What is needed –
Copy each line below in which the word "entries" occurs.

Input data –
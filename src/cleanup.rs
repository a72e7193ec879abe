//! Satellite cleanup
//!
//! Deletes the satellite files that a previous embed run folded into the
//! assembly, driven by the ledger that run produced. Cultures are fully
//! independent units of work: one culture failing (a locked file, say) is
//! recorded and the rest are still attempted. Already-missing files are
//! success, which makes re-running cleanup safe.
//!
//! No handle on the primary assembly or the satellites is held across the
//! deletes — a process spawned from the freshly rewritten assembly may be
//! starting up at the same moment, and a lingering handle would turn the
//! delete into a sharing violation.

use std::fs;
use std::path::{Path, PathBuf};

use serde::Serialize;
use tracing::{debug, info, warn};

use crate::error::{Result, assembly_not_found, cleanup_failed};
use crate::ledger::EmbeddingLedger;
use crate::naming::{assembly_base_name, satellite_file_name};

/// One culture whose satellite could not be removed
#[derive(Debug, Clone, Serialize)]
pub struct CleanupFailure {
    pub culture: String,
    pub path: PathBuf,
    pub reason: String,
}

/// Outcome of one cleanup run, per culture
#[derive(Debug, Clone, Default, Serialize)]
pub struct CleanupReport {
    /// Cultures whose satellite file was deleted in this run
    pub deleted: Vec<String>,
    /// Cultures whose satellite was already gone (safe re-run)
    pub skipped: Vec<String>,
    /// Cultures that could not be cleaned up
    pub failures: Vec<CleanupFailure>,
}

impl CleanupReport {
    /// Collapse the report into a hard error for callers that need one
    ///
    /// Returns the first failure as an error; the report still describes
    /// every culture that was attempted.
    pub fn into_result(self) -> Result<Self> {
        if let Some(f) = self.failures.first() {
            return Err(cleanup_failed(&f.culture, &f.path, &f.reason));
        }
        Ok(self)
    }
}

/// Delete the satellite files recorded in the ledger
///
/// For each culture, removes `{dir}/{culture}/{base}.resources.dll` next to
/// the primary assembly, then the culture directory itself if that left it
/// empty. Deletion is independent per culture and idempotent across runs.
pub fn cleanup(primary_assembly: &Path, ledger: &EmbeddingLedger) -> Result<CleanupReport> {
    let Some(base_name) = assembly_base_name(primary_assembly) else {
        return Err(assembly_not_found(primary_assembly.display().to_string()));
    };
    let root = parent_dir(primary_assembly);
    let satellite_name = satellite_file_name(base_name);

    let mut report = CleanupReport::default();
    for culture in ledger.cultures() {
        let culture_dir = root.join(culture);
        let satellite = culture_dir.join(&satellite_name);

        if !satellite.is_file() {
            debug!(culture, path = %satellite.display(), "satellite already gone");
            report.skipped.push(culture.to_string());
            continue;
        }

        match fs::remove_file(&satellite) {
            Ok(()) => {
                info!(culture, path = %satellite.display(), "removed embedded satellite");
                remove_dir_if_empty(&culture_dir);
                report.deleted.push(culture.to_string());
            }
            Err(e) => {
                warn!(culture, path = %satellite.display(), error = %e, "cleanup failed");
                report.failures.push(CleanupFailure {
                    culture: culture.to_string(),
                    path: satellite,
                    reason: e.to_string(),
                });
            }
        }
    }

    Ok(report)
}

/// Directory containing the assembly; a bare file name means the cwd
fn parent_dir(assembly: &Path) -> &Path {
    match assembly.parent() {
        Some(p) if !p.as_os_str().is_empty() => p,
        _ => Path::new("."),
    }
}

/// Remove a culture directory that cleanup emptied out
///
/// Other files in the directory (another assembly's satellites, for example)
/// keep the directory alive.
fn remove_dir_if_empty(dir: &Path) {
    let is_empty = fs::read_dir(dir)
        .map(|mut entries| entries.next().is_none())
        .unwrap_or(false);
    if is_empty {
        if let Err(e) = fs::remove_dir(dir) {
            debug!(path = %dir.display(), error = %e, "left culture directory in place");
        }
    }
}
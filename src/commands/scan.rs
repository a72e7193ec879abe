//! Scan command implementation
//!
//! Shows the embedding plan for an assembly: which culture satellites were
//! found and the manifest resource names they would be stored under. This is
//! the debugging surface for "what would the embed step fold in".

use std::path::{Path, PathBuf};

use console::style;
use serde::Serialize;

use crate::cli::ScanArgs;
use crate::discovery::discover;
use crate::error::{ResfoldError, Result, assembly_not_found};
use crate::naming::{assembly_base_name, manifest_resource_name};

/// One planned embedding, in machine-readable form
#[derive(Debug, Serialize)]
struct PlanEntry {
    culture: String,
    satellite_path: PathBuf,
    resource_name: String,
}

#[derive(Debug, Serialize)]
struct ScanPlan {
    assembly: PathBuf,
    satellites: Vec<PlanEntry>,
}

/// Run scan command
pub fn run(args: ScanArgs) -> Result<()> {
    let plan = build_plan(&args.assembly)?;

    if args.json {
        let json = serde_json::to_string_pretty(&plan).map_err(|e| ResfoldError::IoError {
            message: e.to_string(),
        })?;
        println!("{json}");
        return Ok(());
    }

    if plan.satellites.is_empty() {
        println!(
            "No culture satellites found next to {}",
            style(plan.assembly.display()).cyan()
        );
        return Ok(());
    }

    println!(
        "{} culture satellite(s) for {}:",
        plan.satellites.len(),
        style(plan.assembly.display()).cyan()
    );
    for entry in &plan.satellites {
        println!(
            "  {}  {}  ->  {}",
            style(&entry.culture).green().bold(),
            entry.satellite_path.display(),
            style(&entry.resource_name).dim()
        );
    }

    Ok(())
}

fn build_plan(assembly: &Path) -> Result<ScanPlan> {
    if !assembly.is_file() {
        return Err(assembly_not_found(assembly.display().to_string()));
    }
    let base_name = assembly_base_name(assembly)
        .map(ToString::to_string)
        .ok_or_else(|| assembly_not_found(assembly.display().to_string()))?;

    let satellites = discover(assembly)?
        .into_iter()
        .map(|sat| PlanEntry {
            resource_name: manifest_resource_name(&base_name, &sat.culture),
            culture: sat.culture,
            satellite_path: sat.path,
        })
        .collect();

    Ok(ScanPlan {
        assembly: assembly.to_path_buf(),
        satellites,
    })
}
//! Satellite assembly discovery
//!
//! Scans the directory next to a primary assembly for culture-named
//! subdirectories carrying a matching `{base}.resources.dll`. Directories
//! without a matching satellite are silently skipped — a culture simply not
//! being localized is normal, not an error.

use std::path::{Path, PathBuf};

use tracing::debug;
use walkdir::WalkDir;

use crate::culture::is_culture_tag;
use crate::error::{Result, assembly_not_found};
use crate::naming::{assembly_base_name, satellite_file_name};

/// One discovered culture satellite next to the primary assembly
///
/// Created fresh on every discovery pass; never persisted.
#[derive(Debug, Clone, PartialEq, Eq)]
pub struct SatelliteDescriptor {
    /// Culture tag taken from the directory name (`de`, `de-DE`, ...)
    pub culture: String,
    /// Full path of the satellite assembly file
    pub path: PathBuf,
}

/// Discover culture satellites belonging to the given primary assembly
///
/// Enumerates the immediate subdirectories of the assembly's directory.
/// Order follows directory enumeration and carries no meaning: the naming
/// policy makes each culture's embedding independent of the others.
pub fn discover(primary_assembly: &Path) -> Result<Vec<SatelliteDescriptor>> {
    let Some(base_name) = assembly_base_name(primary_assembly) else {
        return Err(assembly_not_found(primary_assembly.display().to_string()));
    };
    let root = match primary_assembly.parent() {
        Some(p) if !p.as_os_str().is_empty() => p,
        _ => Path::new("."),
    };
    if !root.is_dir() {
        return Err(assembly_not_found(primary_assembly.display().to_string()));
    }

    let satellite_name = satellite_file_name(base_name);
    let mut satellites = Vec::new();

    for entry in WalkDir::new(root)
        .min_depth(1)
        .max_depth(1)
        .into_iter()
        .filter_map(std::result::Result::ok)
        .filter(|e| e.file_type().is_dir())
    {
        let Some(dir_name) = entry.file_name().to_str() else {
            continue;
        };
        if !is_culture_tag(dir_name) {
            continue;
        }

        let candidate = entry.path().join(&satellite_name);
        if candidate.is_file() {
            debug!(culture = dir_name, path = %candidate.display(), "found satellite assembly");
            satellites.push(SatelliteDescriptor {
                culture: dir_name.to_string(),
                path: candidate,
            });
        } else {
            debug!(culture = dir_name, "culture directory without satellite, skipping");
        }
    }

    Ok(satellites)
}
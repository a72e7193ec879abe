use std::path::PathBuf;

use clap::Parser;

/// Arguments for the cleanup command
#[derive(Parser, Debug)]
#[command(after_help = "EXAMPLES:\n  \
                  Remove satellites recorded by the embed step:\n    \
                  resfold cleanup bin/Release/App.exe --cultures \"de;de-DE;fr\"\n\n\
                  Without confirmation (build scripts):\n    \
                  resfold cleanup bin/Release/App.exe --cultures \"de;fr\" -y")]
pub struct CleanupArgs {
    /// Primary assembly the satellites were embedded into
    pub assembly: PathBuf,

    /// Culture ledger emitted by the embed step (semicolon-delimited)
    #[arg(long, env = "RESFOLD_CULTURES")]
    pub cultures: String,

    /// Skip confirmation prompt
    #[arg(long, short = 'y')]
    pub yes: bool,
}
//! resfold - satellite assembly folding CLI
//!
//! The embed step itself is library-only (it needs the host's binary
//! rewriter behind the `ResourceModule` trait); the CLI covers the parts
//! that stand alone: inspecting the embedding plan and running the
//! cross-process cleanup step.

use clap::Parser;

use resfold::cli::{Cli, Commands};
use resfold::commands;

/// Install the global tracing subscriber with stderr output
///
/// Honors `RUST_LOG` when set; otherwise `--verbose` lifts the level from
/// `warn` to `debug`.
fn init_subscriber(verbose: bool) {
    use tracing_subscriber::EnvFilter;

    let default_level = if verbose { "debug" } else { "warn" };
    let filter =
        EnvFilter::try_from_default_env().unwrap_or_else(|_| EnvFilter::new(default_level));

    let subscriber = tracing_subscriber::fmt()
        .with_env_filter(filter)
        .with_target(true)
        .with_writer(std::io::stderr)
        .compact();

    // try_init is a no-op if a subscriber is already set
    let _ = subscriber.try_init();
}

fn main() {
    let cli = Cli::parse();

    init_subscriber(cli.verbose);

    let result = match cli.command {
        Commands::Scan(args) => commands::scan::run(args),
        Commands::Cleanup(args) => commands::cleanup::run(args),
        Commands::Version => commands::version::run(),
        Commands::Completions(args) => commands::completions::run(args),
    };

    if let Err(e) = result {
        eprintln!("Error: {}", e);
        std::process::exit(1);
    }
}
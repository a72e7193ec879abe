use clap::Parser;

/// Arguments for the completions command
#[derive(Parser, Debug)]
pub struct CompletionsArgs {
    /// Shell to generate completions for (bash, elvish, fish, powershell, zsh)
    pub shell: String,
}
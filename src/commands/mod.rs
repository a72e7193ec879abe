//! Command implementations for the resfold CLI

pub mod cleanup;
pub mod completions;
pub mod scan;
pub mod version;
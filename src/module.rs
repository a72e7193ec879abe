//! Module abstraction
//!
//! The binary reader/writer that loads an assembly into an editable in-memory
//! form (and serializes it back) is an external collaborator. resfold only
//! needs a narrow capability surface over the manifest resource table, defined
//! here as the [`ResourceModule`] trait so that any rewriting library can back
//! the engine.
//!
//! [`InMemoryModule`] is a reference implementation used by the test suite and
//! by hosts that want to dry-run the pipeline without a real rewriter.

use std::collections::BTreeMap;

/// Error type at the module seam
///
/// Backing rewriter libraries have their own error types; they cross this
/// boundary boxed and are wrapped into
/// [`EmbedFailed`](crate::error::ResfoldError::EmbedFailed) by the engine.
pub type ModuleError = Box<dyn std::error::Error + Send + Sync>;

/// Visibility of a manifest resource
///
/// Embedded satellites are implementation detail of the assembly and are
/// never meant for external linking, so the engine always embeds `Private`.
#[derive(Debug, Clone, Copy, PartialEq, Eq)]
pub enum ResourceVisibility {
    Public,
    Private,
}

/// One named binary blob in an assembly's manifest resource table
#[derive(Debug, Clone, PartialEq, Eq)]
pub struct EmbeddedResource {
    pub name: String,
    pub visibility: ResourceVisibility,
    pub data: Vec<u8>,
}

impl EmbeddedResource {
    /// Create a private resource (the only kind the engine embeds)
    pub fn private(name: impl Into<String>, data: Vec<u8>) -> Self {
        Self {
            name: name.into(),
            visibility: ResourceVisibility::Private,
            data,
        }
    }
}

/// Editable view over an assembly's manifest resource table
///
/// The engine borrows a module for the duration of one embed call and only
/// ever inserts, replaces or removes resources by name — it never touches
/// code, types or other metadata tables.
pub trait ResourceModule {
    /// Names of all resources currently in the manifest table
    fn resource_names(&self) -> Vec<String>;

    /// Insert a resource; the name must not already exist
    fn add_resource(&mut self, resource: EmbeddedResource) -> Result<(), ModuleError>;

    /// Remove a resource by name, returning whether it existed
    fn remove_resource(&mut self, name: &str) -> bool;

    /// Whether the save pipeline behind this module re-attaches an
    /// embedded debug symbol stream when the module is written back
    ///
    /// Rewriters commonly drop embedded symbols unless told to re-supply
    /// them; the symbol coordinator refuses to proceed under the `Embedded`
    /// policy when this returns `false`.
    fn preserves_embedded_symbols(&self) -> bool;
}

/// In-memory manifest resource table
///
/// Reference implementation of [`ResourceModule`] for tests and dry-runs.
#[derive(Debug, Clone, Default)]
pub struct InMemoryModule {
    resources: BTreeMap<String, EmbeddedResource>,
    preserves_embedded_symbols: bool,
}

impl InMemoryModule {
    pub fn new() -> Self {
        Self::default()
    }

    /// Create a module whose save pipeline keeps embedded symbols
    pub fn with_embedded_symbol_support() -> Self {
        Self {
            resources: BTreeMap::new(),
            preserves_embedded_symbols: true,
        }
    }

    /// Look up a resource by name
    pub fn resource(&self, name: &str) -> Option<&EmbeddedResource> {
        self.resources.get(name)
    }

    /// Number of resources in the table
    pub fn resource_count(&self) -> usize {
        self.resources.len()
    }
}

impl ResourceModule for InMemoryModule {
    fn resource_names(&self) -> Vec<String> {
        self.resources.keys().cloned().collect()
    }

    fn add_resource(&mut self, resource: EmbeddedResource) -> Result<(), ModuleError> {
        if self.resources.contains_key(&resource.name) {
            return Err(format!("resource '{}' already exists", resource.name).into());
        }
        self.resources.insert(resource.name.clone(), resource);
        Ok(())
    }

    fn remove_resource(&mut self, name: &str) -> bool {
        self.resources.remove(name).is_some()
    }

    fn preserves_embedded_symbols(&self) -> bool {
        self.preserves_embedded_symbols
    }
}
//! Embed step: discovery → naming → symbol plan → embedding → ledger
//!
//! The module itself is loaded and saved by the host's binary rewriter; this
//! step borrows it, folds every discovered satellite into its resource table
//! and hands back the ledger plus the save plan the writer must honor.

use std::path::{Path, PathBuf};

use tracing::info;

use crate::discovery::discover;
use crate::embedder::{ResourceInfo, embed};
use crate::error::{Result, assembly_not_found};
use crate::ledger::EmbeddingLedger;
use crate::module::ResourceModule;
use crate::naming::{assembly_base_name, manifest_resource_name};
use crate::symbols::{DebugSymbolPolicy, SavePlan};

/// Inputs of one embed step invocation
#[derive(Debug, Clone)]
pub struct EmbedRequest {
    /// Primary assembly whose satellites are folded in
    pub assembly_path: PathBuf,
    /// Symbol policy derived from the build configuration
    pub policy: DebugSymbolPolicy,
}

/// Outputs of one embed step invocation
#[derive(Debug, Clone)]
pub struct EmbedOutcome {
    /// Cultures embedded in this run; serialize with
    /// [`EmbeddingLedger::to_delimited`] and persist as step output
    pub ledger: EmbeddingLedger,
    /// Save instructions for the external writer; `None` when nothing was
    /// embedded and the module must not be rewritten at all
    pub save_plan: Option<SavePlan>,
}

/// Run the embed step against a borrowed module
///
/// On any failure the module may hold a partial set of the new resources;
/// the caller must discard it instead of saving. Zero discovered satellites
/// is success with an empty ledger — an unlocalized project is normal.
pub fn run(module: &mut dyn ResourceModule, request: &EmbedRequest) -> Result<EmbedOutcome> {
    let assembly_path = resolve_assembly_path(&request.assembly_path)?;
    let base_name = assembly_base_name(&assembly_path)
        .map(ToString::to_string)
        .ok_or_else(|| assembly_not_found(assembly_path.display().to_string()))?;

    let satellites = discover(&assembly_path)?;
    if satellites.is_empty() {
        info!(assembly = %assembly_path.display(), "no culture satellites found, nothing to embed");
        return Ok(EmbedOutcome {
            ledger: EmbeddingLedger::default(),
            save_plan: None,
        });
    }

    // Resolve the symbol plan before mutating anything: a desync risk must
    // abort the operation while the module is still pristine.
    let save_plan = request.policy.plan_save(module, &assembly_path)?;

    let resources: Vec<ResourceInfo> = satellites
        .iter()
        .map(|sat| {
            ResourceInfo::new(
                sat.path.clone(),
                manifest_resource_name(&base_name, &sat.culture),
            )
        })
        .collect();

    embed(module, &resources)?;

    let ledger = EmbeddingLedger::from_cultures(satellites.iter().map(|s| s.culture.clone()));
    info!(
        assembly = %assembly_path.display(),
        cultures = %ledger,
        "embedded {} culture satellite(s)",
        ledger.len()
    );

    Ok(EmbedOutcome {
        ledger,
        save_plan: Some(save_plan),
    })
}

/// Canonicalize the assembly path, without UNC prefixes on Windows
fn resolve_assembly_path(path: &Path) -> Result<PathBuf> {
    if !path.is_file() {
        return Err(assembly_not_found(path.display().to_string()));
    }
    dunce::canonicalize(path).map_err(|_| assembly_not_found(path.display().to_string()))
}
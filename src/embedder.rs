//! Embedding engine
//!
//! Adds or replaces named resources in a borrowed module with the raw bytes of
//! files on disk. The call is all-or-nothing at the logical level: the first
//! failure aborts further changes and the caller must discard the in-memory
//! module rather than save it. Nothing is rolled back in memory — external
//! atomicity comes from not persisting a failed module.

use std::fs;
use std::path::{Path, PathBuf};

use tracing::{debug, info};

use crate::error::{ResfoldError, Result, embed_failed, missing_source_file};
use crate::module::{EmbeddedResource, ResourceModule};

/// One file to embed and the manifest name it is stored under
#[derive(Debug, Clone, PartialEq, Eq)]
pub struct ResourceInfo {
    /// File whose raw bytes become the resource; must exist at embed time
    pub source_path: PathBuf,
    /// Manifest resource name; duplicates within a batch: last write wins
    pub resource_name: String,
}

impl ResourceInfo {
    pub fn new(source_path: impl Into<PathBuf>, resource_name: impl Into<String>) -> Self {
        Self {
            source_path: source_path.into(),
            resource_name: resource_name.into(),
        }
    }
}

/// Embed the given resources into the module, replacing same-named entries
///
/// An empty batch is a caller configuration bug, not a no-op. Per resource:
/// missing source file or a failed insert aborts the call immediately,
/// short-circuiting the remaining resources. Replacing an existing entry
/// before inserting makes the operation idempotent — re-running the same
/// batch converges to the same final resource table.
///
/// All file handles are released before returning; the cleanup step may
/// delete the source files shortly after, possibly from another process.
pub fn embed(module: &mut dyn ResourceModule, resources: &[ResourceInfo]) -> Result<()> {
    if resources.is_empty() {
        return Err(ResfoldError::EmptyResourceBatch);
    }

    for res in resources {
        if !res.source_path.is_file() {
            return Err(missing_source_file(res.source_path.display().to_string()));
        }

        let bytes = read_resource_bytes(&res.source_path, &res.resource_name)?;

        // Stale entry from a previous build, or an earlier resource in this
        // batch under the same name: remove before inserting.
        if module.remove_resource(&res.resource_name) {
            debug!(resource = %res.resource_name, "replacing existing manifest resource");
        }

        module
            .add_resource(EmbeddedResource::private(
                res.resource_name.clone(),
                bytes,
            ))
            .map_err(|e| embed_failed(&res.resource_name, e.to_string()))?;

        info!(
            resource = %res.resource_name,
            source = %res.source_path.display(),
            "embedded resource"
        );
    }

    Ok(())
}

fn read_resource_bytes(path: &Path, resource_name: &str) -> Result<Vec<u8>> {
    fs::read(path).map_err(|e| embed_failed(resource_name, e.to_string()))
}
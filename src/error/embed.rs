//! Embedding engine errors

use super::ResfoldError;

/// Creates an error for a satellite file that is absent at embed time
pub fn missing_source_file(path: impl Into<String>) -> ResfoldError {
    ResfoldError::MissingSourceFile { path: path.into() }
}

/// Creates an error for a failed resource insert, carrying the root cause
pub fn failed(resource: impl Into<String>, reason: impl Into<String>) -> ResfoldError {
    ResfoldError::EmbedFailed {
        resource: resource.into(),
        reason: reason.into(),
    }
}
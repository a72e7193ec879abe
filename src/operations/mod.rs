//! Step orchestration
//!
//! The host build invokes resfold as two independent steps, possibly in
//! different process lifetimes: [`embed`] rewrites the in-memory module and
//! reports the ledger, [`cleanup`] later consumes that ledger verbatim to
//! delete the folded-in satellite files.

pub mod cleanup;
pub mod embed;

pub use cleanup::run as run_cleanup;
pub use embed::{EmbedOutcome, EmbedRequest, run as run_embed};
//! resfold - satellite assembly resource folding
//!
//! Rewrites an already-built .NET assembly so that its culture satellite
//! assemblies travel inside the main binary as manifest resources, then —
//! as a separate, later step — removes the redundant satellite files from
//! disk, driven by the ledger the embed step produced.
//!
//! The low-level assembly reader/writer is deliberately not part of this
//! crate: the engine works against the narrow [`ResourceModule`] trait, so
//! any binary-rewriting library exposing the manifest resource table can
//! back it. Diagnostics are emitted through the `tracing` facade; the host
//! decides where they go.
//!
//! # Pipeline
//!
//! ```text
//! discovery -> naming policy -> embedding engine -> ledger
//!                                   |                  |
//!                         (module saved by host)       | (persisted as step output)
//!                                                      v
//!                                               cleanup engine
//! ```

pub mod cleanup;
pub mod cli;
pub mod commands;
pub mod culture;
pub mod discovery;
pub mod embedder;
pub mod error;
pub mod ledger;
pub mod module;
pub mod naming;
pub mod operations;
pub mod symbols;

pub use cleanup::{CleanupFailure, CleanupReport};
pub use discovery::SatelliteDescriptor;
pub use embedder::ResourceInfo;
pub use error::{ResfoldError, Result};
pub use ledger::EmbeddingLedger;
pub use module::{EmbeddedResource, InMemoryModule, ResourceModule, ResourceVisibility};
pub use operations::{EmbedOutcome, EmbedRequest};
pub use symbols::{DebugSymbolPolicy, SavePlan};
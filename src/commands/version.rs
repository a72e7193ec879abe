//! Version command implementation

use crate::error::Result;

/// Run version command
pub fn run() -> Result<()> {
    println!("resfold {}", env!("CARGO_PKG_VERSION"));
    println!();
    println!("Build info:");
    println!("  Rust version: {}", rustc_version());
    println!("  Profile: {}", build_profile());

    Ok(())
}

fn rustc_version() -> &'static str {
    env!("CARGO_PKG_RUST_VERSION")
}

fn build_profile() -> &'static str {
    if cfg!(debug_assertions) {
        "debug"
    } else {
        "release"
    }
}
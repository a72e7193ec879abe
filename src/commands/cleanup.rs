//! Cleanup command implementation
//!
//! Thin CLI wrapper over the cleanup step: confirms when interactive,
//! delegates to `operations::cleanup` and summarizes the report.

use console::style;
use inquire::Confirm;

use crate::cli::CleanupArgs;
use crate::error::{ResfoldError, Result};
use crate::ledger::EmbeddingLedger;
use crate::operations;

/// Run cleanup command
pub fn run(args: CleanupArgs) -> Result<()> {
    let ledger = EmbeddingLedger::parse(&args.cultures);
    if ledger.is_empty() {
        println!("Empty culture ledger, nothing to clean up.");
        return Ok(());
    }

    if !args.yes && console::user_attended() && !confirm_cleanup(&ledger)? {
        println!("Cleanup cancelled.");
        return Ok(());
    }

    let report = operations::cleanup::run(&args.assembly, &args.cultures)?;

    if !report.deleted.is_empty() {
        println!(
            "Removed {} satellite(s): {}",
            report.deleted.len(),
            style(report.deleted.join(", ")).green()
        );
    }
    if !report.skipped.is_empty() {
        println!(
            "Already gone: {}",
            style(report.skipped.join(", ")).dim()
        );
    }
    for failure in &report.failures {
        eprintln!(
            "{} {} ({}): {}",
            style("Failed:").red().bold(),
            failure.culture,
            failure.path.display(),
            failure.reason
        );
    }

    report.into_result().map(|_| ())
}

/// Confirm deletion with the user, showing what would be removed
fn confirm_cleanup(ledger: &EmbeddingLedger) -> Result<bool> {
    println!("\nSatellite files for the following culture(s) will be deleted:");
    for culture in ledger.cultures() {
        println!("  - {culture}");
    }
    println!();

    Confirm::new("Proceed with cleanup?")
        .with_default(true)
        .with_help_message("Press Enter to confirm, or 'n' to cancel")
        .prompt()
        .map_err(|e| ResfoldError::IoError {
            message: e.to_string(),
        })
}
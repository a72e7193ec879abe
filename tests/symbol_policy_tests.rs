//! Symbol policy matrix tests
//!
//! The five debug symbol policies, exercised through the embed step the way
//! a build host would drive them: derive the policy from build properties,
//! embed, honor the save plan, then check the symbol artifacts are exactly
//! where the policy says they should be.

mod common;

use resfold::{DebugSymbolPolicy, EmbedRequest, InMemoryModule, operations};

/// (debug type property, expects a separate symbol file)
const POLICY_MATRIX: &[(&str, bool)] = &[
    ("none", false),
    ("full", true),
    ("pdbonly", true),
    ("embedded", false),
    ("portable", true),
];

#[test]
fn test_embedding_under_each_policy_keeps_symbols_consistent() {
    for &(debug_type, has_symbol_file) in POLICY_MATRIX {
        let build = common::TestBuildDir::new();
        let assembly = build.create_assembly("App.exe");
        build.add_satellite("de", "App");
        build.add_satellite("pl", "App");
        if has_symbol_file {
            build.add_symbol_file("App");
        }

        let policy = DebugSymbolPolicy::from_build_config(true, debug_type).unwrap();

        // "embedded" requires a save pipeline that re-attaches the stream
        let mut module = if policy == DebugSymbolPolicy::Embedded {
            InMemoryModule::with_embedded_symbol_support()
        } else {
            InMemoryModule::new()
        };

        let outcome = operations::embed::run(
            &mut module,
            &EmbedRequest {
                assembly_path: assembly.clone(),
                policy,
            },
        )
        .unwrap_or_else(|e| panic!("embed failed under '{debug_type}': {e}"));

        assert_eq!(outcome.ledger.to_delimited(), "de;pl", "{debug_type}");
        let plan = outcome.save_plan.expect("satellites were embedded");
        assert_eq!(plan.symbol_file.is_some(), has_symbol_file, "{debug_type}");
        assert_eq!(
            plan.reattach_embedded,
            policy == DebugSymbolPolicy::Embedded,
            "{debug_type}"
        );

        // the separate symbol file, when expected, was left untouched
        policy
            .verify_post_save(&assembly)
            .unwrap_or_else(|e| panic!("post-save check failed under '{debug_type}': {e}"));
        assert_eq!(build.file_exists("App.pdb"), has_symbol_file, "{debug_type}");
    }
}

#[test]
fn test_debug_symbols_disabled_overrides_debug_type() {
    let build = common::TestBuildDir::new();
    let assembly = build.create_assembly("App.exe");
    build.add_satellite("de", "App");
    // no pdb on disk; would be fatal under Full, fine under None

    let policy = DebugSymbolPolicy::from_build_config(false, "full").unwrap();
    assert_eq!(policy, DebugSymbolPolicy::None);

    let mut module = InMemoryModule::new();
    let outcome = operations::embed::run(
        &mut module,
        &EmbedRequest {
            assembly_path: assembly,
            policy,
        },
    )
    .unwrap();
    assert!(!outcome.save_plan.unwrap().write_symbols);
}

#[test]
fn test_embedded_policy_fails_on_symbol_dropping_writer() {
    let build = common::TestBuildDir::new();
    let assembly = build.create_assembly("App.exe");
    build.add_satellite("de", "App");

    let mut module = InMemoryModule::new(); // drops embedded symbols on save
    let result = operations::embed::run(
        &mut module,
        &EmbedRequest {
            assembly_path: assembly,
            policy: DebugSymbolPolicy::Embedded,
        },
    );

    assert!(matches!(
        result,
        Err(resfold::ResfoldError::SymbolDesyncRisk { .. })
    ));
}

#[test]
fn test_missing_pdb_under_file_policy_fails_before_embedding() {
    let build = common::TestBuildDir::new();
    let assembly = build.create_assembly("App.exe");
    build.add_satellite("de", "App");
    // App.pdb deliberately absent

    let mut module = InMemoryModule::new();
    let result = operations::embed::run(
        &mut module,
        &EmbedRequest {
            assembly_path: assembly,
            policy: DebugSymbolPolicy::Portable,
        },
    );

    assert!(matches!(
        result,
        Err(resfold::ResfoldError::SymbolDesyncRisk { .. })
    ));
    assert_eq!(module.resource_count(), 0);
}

Exercise output –
        .map(|mut entries| entries.next().is_none())
/// Embed the given resources into the module, replacing same-named entries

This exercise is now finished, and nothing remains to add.